Citizens who trust Ramaphosa willing to sacrifice human rights to curb Covid-19 spread, survey finds

President Cyril Ramaphosa.
President Cyril Ramaphosa.
GCIS
  • Some people are willing to sacrifice rights for the greater good, according to a study by the University of Johannesburg in collaboration with the Human Sciences Research Council.
  • The survey has found those who trust President Cyril Ramaphosa are more willing to sacrifice than those with no trust in him. 
  • As the support for the sale of alcohol and tobacco during the lockdown grew, people became unwilling to sacrifice their human rights.

South Africans, who have trust in President Cyril Ramaphosa, are more likely to sacrifice their human rights in order to curb the spread of the coronavirus in the country.

This according to a survey by the University of Johannesburg's (UJ) Centre for Social Change and Human Sciences Research Council's (HSRC) Developmental, Capable and Ethical State (DCES) division.

The survey was conducted online among adult South Africans on their views about the social and economic impact of the lockdown caused by the pandemic. 

The Covid-19 Democracy Survey found some people were willing to sacrifice a portion of their human rights during the lockdown. 

It was based on 12 312 completed questionnaires, with findings weighted to match Statistics South Africa data on race, education and age. 

Presenting the findings on the Paradox of Human Rights during a pandemic on Thursday during a Webinar on Zoom, the HSRC's divisional director, Professor Narnia Bohler-Muller, said there was a lot of empathy and self-interest on the question of sacrificing human rights. 

From the 12 212 respondents weighted to the population of the country, 66% agreed to sacrificing their rights and 8% were undecided, while 26% were not willing to do so. 

The survey was conducted in three phases - the first from 13 to 18 April, the second from 18 to 27 April and the third from 27 April to 4 May. 

According to the data, 80% of those questioned indicated they had trust in Ramaphosa during phase one of the survey and by phase three, 79% had trust in him. 

Thirty-four percent had no trust in the president during phase one of the survey, and 44% and 52% in phases two and three, respectively. 

Bohler-Muller said responses on sacrificing rights were relatively stable in all the phases, with the average of those agreeing being 66% in all phases while 8% disagreed. 

In phase one, which was during Level 5 of the lockdown, 68% had agreed to sacrificing their human rights and phase three, which was conducted at the end of Level 5 and beginning of 4, 63% were willing to do so.

Men were much more reluctant to sacrifice their human rights, while women were not, according to the data.
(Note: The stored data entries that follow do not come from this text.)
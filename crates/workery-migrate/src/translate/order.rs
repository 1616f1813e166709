//! Work orders, their join tables, task items and activity sheets.

use bson::oid::ObjectId;
use tracing::info;

use crate::error::{MigrateError, Result};
use crate::model::{
    nil_id, ActivitySheet, ActivitySheetStatus, Associate, Audit, Comment, CommentBelongsTo,
    Customer, Entity, Order, OrderDeposit, OrderInvoice, OrderStatus, PartySnapshot, ServiceFee,
    SkillSet, Status, Tag, TaskItem, Tenant,
};
use crate::resolver::Resolver;
use crate::source::{
    LegacyActivitySheet, LegacyOrder, LegacyOrderComment, LegacyOrderDeposit, LegacyOrderInvoice,
    LegacyOrderSkillSet, LegacyOrderTag, LegacyTaskItem,
};
use crate::store::{DocumentStore, Repository};

use super::compose::{self, text};
use super::principal::{import_owned_comments, CommentOwner, FeeRef};
use super::resolve_audit;

/// Parties and fee resolved for one legacy order.
#[derive(Debug, Clone)]
pub struct OrderRefs {
    pub customer: Customer,
    pub associate: Option<Associate>,
    pub fee: FeeRef,
    pub audit: Audit,
}

pub fn order_from_legacy(row: &LegacyOrder, tenant_id: ObjectId, refs: OrderRefs) -> Order {
    Order {
        id: ObjectId::new(),
        tenant_id,
        public_id: row.id,
        customer_id: refs.customer.id,
        customer: PartySnapshot::from(&refs.customer),
        associate_id: refs.associate.as_ref().map_or_else(nil_id, |a| a.id),
        associate: refs.associate.as_ref().map(PartySnapshot::from),
        description: text(&row.description),
        assignment_date: compose::date(row.assignment_date),
        is_ongoing: row.is_ongoing,
        is_home_support_service: row.is_home_support_service,
        start_date: compose::date(row.start_date),
        completion_date: compose::date(row.completion_date),
        hours: row.hours.unwrap_or_default(),
        type_of: row.type_of.unwrap_or_default(),
        status: OrderStatus::from_label(row.state.as_deref()),
        closing_reason: row.closing_reason.unwrap_or_default(),
        closing_reason_other: text(&row.closing_reason_other),
        visits: row.visits.unwrap_or_default(),
        invoice_date: compose::date(row.invoice_date),
        invoice_quote_amount: row.invoice_quote_amount.unwrap_or_default(),
        invoice_labour_amount: row.invoice_labour_amount.unwrap_or_default(),
        invoice_material_amount: row.invoice_material_amount.unwrap_or_default(),
        invoice_tax_amount: row.invoice_tax_amount.unwrap_or_default(),
        invoice_total_amount: row.invoice_total_amount.unwrap_or_default(),
        invoice_service_fee_amount: row.invoice_service_fee_amount.unwrap_or_default(),
        invoice_service_fee_payment_date: compose::date(row.invoice_service_fee_payment_date),
        invoice_actual_service_fee_amount_paid: row
            .invoice_actual_service_fee_amount_paid
            .unwrap_or_default(),
        invoice_balance_owing_amount: row.invoice_balance_owing_amount.unwrap_or_default(),
        invoice_service_fee_id: refs.fee.id,
        invoice_service_fee_name: refs.fee.name,
        invoice_service_fee_percentage: refs.fee.percentage,
        latest_pending_task_id: nil_id(),
        latest_pending_task_title: String::new(),
        latest_pending_task_description: String::new(),
        latest_pending_task_due_date: None,
        latest_pending_task_type: 0,
        tags: Vec::new(),
        skill_sets: Vec::new(),
        comments: Vec::new(),
        deposits: Vec::new(),
        invoices: Vec::new(),
        audit: refs.audit,
    }
}

/// Load the order owning a child row. Its absence is fatal.
async fn parent_order(resolver: &Resolver<'_>, legacy_id: Option<i64>) -> Result<Order> {
    resolver
        .legacy::<Order>(legacy_id)
        .await?
        .ok_or_else(|| MigrateError::not_found(Order::KIND, legacy_id.unwrap_or_default()))
}

/// Load an optional associate. A nonzero legacy id declares it present, so
/// its absence is fatal.
async fn declared_associate(
    resolver: &Resolver<'_>,
    legacy_id: Option<i64>,
) -> Result<Option<Associate>> {
    match (resolver.legacy::<Associate>(legacy_id).await?, legacy_id) {
        (Some(associate), _) => Ok(Some(associate)),
        (None, Some(id)) if id != 0 => Err(MigrateError::not_found(Associate::KIND, id)),
        (None, _) => Ok(None),
    }
}

pub async fn import_orders(
    store: &dyn DocumentStore,
    tenant: &Tenant,
    rows: &[LegacyOrder],
) -> Result<usize> {
    info!("Beginning importing orders");
    let resolver = Resolver::for_tenant(store, tenant.id);
    let repo = Repository::<Order>::new(store);
    for row in rows {
        let customer = resolver
            .legacy::<Customer>(row.customer_id)
            .await?
            .ok_or_else(|| {
                MigrateError::not_found(Customer::KIND, row.customer_id.unwrap_or_default())
            })?;
        let associate = declared_associate(&resolver, row.associate_id).await?;
        let fee = match resolver.legacy::<ServiceFee>(row.invoice_service_fee_id).await? {
            Some(fee) => FeeRef::from(&fee),
            None => FeeRef::none(),
        };
        let refs = OrderRefs {
            customer,
            associate,
            fee,
            audit: resolve_audit(&resolver, &row.audit).await?,
        };
        let order = order_from_legacy(row, tenant.id, refs);
        repo.insert(&order).await?;
        info!("Imported Order ID# {}", order.id);
    }
    info!("Finished importing orders");
    Ok(rows.len())
}

impl CommentOwner for Order {
    const BELONGS_TO: CommentBelongsTo = CommentBelongsTo::Order;

    fn claim(&self, comment: &mut Comment) {
        comment.order_id = self.id;
    }

    fn comments_mut(&mut self) -> &mut Vec<Comment> {
        &mut self.comments
    }
}

pub async fn import_order_comments(
    store: &dyn DocumentStore,
    tenant: &Tenant,
    links: &[LegacyOrderComment],
) -> Result<usize> {
    import_owned_comments::<_, Order>(store, tenant, links, "order comments", |l| l.0).await
}

pub async fn import_order_tags(
    store: &dyn DocumentStore,
    tenant: &Tenant,
    links: &[LegacyOrderTag],
) -> Result<usize> {
    super::import_links(store, tenant, links, "order tags", |l| l.0, |o: &mut Order, t: Tag| {
        o.tags.push(t)
    })
    .await
}

pub async fn import_order_skill_sets(
    store: &dyn DocumentStore,
    tenant: &Tenant,
    links: &[LegacyOrderSkillSet],
) -> Result<usize> {
    super::import_links(
        store,
        tenant,
        links,
        "order skill sets",
        |l| l.0,
        |o: &mut Order, s: SkillSet| o.skill_sets.push(s),
    )
    .await
}

pub fn order_invoice_from_legacy(row: &LegacyOrderInvoice, audit: Audit) -> OrderInvoice {
    OrderInvoice {
        id: ObjectId::new(),
        public_id: row.id,
        invoice_id: text(&row.invoice_id),
        invoice_date: compose::date(row.invoice_date),
        associate_name: text(&row.associate_name),
        associate_telephone: text(&row.associate_telephone),
        client_name: text(&row.client_name),
        client_address: text(&row.client_address),
        client_telephone: text(&row.client_telephone),
        client_email: text(&row.client_email),
        sub_total_amount: row.sub_total_amount.unwrap_or_default(),
        tax_amount: row.tax_amount.unwrap_or_default(),
        total_amount: row.total_amount.unwrap_or_default(),
        deposit_amount: row.deposit_amount.unwrap_or_default(),
        amount_due: row.amount_due.unwrap_or_default(),
        payment_amount: row.payment_amount.unwrap_or_default(),
        payment_date: compose::date(row.payment_date),
        is_cash: row.is_cash,
        is_cheque: row.is_cheque,
        is_debit: row.is_debit,
        is_credit: row.is_credit,
        is_other: row.is_other,
        client_signature: text(&row.client_signature),
        associate_sign_date: compose::date(row.associate_sign_date),
        associate_signature: text(&row.associate_signature),
        audit,
    }
}

pub async fn import_order_invoices(
    store: &dyn DocumentStore,
    tenant: &Tenant,
    rows: &[LegacyOrderInvoice],
) -> Result<usize> {
    info!("Beginning importing order invoices");
    let resolver = Resolver::for_tenant(store, tenant.id);
    let repo = Repository::<Order>::new(store);
    for row in rows {
        let mut order = parent_order(&resolver, row.order_id).await?;
        let audit = resolve_audit(&resolver, &row.audit).await?;
        let invoice = order_invoice_from_legacy(row, audit);
        let invoice_id = invoice.id;
        order.invoices.push(invoice);
        repo.replace(&order).await?;
        info!("Imported Order Invoice ID# {} for Order ID# {}", invoice_id, order.id);
    }
    info!("Finished importing order invoices");
    Ok(rows.len())
}

pub fn order_deposit_from_legacy(row: &LegacyOrderDeposit, audit: Audit) -> OrderDeposit {
    OrderDeposit {
        id: ObjectId::new(),
        public_id: row.id,
        paid_at: compose::date(row.paid_at),
        deposit_method: row.deposit_method.unwrap_or_default(),
        paid_to: row.paid_to.unwrap_or_default(),
        paid_for: row.paid_for.unwrap_or_default(),
        amount: row.amount.unwrap_or_default(),
        status: Status::from_archived(row.is_archived),
        audit,
    }
}

pub async fn import_order_deposits(
    store: &dyn DocumentStore,
    tenant: &Tenant,
    rows: &[LegacyOrderDeposit],
) -> Result<usize> {
    info!("Beginning importing order deposits");
    let resolver = Resolver::for_tenant(store, tenant.id);
    let repo = Repository::<Order>::new(store);
    for row in rows {
        let mut order = parent_order(&resolver, row.order_id).await?;
        let audit = resolve_audit(&resolver, &row.audit).await?;
        let deposit = order_deposit_from_legacy(row, audit);
        let deposit_id = deposit.id;
        order.deposits.push(deposit);
        repo.replace(&order).await?;
        info!("Imported Order Deposit ID# {} for Order ID# {}", deposit_id, order.id);
    }
    info!("Finished importing order deposits");
    Ok(rows.len())
}

/// Task items inherit the parties, tags, skill sets and fee of their order.
pub fn task_item_from_legacy(row: &LegacyTaskItem, order: &Order, audit: Audit) -> TaskItem {
    TaskItem {
        id: ObjectId::new(),
        tenant_id: order.tenant_id,
        public_id: row.id,
        order_id: order.id,
        type_of: row.type_of.unwrap_or_default(),
        title: text(&row.title),
        description: text(&row.description),
        due_date: compose::date(row.due_date),
        is_closed: row.is_closed,
        was_postponed: row.was_postponed,
        closing_reason: row.closing_reason.unwrap_or_default(),
        closing_reason_other: text(&row.closing_reason_other),
        status: Status::from_archived(row.is_closed),
        customer_id: order.customer_id,
        customer: order.customer.clone(),
        associate_id: order.associate_id,
        associate: order.associate.clone(),
        order_tags: order.tags.clone(),
        order_skill_sets: order.skill_sets.clone(),
        invoice_service_fee_id: order.invoice_service_fee_id,
        invoice_service_fee_name: order.invoice_service_fee_name.clone(),
        invoice_service_fee_percentage: order.invoice_service_fee_percentage,
        audit,
    }
}

/// Point the order's latest pending task at `task`.
pub fn set_latest_pending_task(order: &mut Order, task: &TaskItem) {
    order.latest_pending_task_id = task.id;
    order.latest_pending_task_title = task.title.clone();
    order.latest_pending_task_description = task.description.clone();
    order.latest_pending_task_due_date = task.due_date;
    order.latest_pending_task_type = task.type_of;
}

pub async fn import_task_items(
    store: &dyn DocumentStore,
    tenant: &Tenant,
    rows: &[LegacyTaskItem],
) -> Result<usize> {
    info!("Beginning importing task items");
    let resolver = Resolver::for_tenant(store, tenant.id);
    let tasks = Repository::<TaskItem>::new(store);
    let orders = Repository::<Order>::new(store);
    for row in rows {
        let mut order = parent_order(&resolver, row.job_id).await?;
        let audit = resolve_audit(&resolver, &row.audit).await?;
        let task = task_item_from_legacy(row, &order, audit);
        tasks.insert(&task).await?;

        if !task.is_closed {
            set_latest_pending_task(&mut order, &task);
            orders.replace(&order).await?;
        }
        info!("Imported TaskItem ID# {} for Order ID# {}", task.id, order.id);
    }
    info!("Finished importing task items");
    Ok(rows.len())
}

pub fn activity_sheet_from_legacy(
    row: &LegacyActivitySheet,
    order: &Order,
    associate: Option<&Associate>,
    audit: Audit,
) -> ActivitySheet {
    ActivitySheet {
        id: ObjectId::new(),
        tenant_id: order.tenant_id,
        public_id: row.id,
        order_id: order.id,
        associate_id: associate.map_or_else(nil_id, |a| a.id),
        associate_name: associate.map(|a| a.name.clone()).unwrap_or_default(),
        comment: text(&row.comment),
        status: ActivitySheetStatus::from_label(row.state.as_deref()),
        audit,
    }
}

pub async fn import_activity_sheets(
    store: &dyn DocumentStore,
    tenant: &Tenant,
    rows: &[LegacyActivitySheet],
) -> Result<usize> {
    info!("Beginning importing activity sheets");
    let resolver = Resolver::for_tenant(store, tenant.id);
    let repo = Repository::<ActivitySheet>::new(store);
    for row in rows {
        let order = parent_order(&resolver, row.job_id).await?;
        let associate = declared_associate(&resolver, row.associate_id).await?;
        let audit = resolve_audit(&resolver, &row.audit).await?;
        let sheet = activity_sheet_from_legacy(row, &order, associate.as_ref(), audit);
        repo.insert(&sheet).await?;
        info!("Imported ActivitySheet ID# {}", sheet.id);
    }
    info!("Finished importing activity sheets");
    Ok(rows.len())
}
The youth were also less willing. 

"Most importantly, the older people within our society [aged 55+], the drop has been drastic, from 80% [agreeing] in the first phase, to 51% in the third phase. So males and the elderly have begun to feel less willing to sacrifice their human rights," she added. 

Bohler-Muller said data also showed the white population had lost faith and were less likely to "unconditionally support" the lockdown and sacrifice human rights. 

Coloured adults were on average more willing to sacrifice their human rights than black adults. 

The more educated people were, the more likely they were willing to sacrifice their rights, but that dropped in the third phase of the survey. 

Trusting in the police and army

Bohler-Muller said the drop in willingness to sacrifice their rights came from people employed in casual or piece-meal jobs, which included those who were self-employed. 

Students were more willing to sacrifice their rights to curb the spread of the virus. 

She added the results did not mean there was trust in the government because the survey focused on Ramaphosa as president. 

"Trust in the police was approximately around 50% across the three phases, and of those who trust the police, a large number are willing to sacrifice their rights." 

By phase three of the survey, 86% indicated they trust the police, even though there had been reports of violence.

Bohler-Muller said it was interesting to note people in informal settlements were more trusting of the police. 

The army was trusted more than the police, according to the data. 

Alcohol and tobacco sales

She added the more scared or afraid people were, the more willingness they showed to sacrifice their human rights, while it was a different story for those who were angry. 

Bohler-Muller said on the question regarding liquor and tobacco sales, the survey found support for the sale of these products decreased people's willingness to sacrifice their rights. 

"As support for tobacco and alcohol sales increases, people become less willing to sacrifice their rights and obviously more insistent on exercising their freedoms," she added.

According to the data, those who smoked were more dissatisfied than those who drank alcohol. 

"So, human rights are a paradox. They can be seen as a symbol for liberalism, capitalism and individualism by some, those who don't want to sacrifice their freedoms or rights at all for anyone and some would be looking at social justice, peace and development and therefore be willing to sacrifice for the greater good.  

"The ideological power of human rights lies in the oscillation between law and order and the desire for a better world," Bohler-Muller said.